Jean Sibelius | Yousef Karsh
In 1949, when he was photographing a Shell Oil executive in London, Yousuf Karsh overheard his subject taking a call from Finland. The caller was Jean Sibelius, the reclusive Finnish composer, of whom Karsh had always wanted to take a photo. Karsh was already famous in the English-speaking world, but not well-known on the continent, and he requested the oilman to make arrangements for him to travel to Sibelius’ villa in Lake Tuusula. Karsh remembered their session:
“I arrived at Sibelius’s home “Ainola,” named for his wife Aino, laden with gifts from his admirers – an inscribed manuscript from composer Ralph Vaughan Williams, a warm letter from Olin Downes, the celebrated music critic of the New York Times, a box of his favorite cigars and a bottle of old cognac from the Canadian High Commissioner in London.
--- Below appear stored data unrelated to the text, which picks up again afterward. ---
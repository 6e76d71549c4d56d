//! quarry - search document corpora with path queries and patterns.
//!
//! # Usage
//!
//! ```text
//! quarry -i papers/ -r -e html pdf -x "//p[contains(., 'growth')]" -o out
//! quarry -i figure.svg -p "[A-Z]\. [a-z]+" --format json
//! ```
//!
//! Settings come from `--config` (or `QUARRY_*` environment variables when
//! no file is given); command-line flags override them.

use anyhow::Result;
use clap::Parser;
use regex::Regex;
use tracing_subscriber::{layer::SubscriberExt, util::SubscriberInitExt, EnvFilter};

mod cli;

use cli::Cli;
use quarry_core::{
    OutputPlacer, PathQuery, PatternVisitor, QuarryConfig, QuarryError, RunSummary, Runner,
    Visitable, Visitor, XPathVisitor,
};
use quarry_extractors::VisitableInput;

fn main() -> Result<()> {
    let cli = Cli::parse();

    let level = if cli.verbose {
        tracing::Level::DEBUG
    } else {
        tracing::Level::INFO
    };
    tracing_subscriber::registry()
        .with(
            tracing_subscriber::fmt::layer()
                .with_writer(std::io::stderr)
                .with_ansi(false),
        )
        .with(EnvFilter::from_default_env().add_directive(level.into()))
        .init();

    let config = cli.settings().map_err(reported)?;
    let mut input = VisitableInput::from_config(&config);
    if let Some(kind) = cli.forced_kind().map_err(reported)? {
        input = input.with_kind(kind);
    }
    let visitables = input.resolve().map_err(reported)?;

    let summary = match (&config.query, &config.pattern) {
        (Some(query), pattern) => {
            let mut visitor = XPathVisitor::new(PathQuery::parse(query).map_err(reported)?);
            if let Some(pattern) = pattern {
                let pattern = Regex::new(pattern)
                    .map_err(QuarryError::from)
                    .map_err(reported)?;
                visitor = visitor.with_pattern(pattern);
            }
            execute(visitor, &config, &visitables)
        }
        (None, Some(pattern)) => {
            let visitor = PatternVisitor::from_pattern(pattern).map_err(reported)?;
            execute(visitor, &config, &visitables)
        }
        (None, None) => Err(QuarryError::Configuration(
            "either --xpath or --pattern is required".to_string(),
        )),
    }
    .map_err(reported)?;

    println!(
        "{} matches in {} visitable(s); {} artifact(s) written under {}",
        summary.match_count(),
        summary.visited,
        summary.written_count(),
        config.output_dir.display()
    );
    if summary.failure_count() > 0 {
        tracing::warn!("{} artifact(s) could not be written", summary.failure_count());
    }
    Ok(())
}

fn execute<V: Visitor>(
    visitor: V,
    config: &QuarryConfig,
    visitables: &[Visitable],
) -> quarry_core::QuarryResult<RunSummary> {
    let runner = Runner::new(visitor, OutputPlacer::new(&config.output_dir, config.format));
    tracing::info!("Running {}", runner.dispatcher().visitor().name());
    runner.run(visitables)
}

fn reported(err: QuarryError) -> QuarryError {
    if err.is_fatal() {
        tracing::error!("[{}] {}", err.code().as_str(), err);
    } else {
        tracing::warn!("[{}] {}", err.code().as_str(), err);
    }
    if let Some(suggestion) = err.suggestion() {
        tracing::info!("Hint: {}", suggestion);
    }
    err
}
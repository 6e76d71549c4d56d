//! Decides where a visitable's results go and writes them.

use std::fs;
use std::path::{Component, Path, PathBuf};

use super::ResultsFormat;
use crate::error::{QuarryError, QuarryResult};
use crate::types::ResultsTree;

/// Marker written next to each mirrored results file.
pub const ABOUT_FILE: &str = "about.txt";
const ABOUT_TEXT: &str = "created";

/// One mirrored output location.
#[derive(Debug, Clone, PartialEq, Eq)]
pub struct MirrorEntry {
    /// Source file the directory mirrors.
    pub source: PathBuf,
    /// Directory receiving the marker and results.
    pub dir: PathBuf,
}

/// Where results for one visitable are written.
#[derive(Debug, Clone, PartialEq, Eq)]
pub enum OutputTarget {
    /// One aggregated artifact.
    Single(PathBuf),
    /// One directory per backing file.
    Mirrored(Vec<MirrorEntry>),
}

impl OutputTarget {
    /// Compute the target for a set of backing files.
    ///
    /// Zero or one file yields a single artifact; two or more are mirrored.
    pub fn for_files(output_dir: &Path, files: &[PathBuf], format: ResultsFormat) -> Self {
        if files.len() <= 1 {
            return OutputTarget::Single(output_dir.join(format.file_name()));
        }
        OutputTarget::Mirrored(
            files
                .iter()
                .map(|source| MirrorEntry {
                    source: source.clone(),
                    dir: output_dir.join(relative_to_output(source)),
                })
                .collect(),
        )
    }
}

/// Strip root, prefix and parent components so the path stays under the
/// output directory.
fn relative_to_output(source: &Path) -> PathBuf {
    source
        .components()
        .filter_map(|component| match component {
            Component::Normal(part) => Some(part),
            Component::Prefix(_)
            | Component::RootDir
            | Component::CurDir
            | Component::ParentDir => None,
        })
        .collect()
}

/// What a placement pass wrote.
#[derive(Debug, Default)]
pub struct PlacementReport {
    /// Artifacts written, in write order.
    pub written: Vec<PathBuf>,
    /// Writes that failed; the pass continued past each one.
    pub failures: Vec<QuarryError>,
    /// The tree had no root, so nothing was written.
    pub missing_results: bool,
}

impl PlacementReport {
    fn record(&mut self, path: PathBuf, text: &str) {
        match write_artifact(&path, text) {
            Ok(()) => {
                tracing::debug!("Wrote {}", path.display());
                self.written.push(path);
            }
            Err(e) => {
                tracing::error!("{}", e);
                self.failures.push(e);
            }
        }
    }

    /// Whether every attempted write succeeded.
    pub fn is_clean(&self) -> bool {
        self.failures.is_empty()
    }
}

fn write_artifact(path: &Path, text: &str) -> QuarryResult<()> {
    if let Some(parent) = path.parent() {
        fs::create_dir_all(parent).map_err(|e| QuarryError::artifact_write(path, e))?;
    }
    fs::write(path, text).map_err(|e| QuarryError::artifact_write(path, e))
}

/// Writes results trees under an output directory.
#[derive(Debug, Clone)]
pub struct OutputPlacer {
    output_dir: PathBuf,
    format: ResultsFormat,
}

impl OutputPlacer {
    pub fn new(output_dir: impl Into<PathBuf>, format: ResultsFormat) -> Self {
        Self {
            output_dir: output_dir.into(),
            format,
        }
    }

    pub fn output_dir(&self) -> &Path {
        &self.output_dir
    }

    pub fn format(&self) -> ResultsFormat {
        self.format
    }

    /// Write `tree` for a visitable backed by `files`.
    ///
    /// Individual write failures are logged and recorded in the report; only
    /// a serialization failure is returned as an error.
    pub fn place(&self, tree: &ResultsTree, files: &[PathBuf]) -> QuarryResult<PlacementReport> {
        let mut report = PlacementReport::default();
        if tree.is_empty() {
            tracing::warn!("{}", QuarryError::MissingResults);
            report.missing_results = true;
            return Ok(report);
        }

        let text = self.format.serialize(tree)?;
        match OutputTarget::for_files(&self.output_dir, files, self.format) {
            OutputTarget::Single(path) => {
                tracing::info!("{} backing file(s); writing single artifact", files.len());
                report.record(path, &text);
            }
            OutputTarget::Mirrored(entries) => {
                tracing::info!("{} backing files; mirroring output", entries.len());
                for entry in entries {
                    tracing::debug!("Mirroring {}", entry.source.display());
                    report.record(entry.dir.join(ABOUT_FILE), ABOUT_TEXT);
                    report.record(entry.dir.join(self.format.file_name()), &text);
                }
            }
        }
        Ok(report)
    }
}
This last we shared with little Finnish cookies and coffee. His daughter interpreted for the straight-backed patriarch of eighty-four, although there was such a meeting of minds that words became scarcely necessary. The structure of his face reminded me of carved granite, yet with infinite warmth and humanity. This photograph was one of the last taken. He was visibly moved as I told him how the Finnish workers, in their northern Canadian logging camps, doubled their wartime output when his Finlandia was played for them.”
Sibelius had semi-retired from conducting and composing since the late 1920s. He led a lowkey life during the Second World War [during which Britain and Finland became only two democracies in history to ever declare war on each other] and spent his last years quietly obsessing over an eighth symphony he would never get around to composing. By 1949, when he met Karsh, his health was failing. His hands shook, his speech slurred, but the aged composer himself was enthusiastic about session with Karsh. He ran a powerline from the road to his house for Karsh’s floodlights and gave the photographer two whole days for photos. He told Karsh that it was his ‘last chance at a good photograph’.
He was not far wrong. Sibelius died in 1957, at the age of 91.
This post was suggested over Twitter by Sami Haapavaara (@SHaapavaara). I will be crowdsourcing topics of my next few posts via Twitter and comments. My next few posts will be on readers’ suggestions. What I am thinking: some iconic photo-related topic I will have fun researching. Best.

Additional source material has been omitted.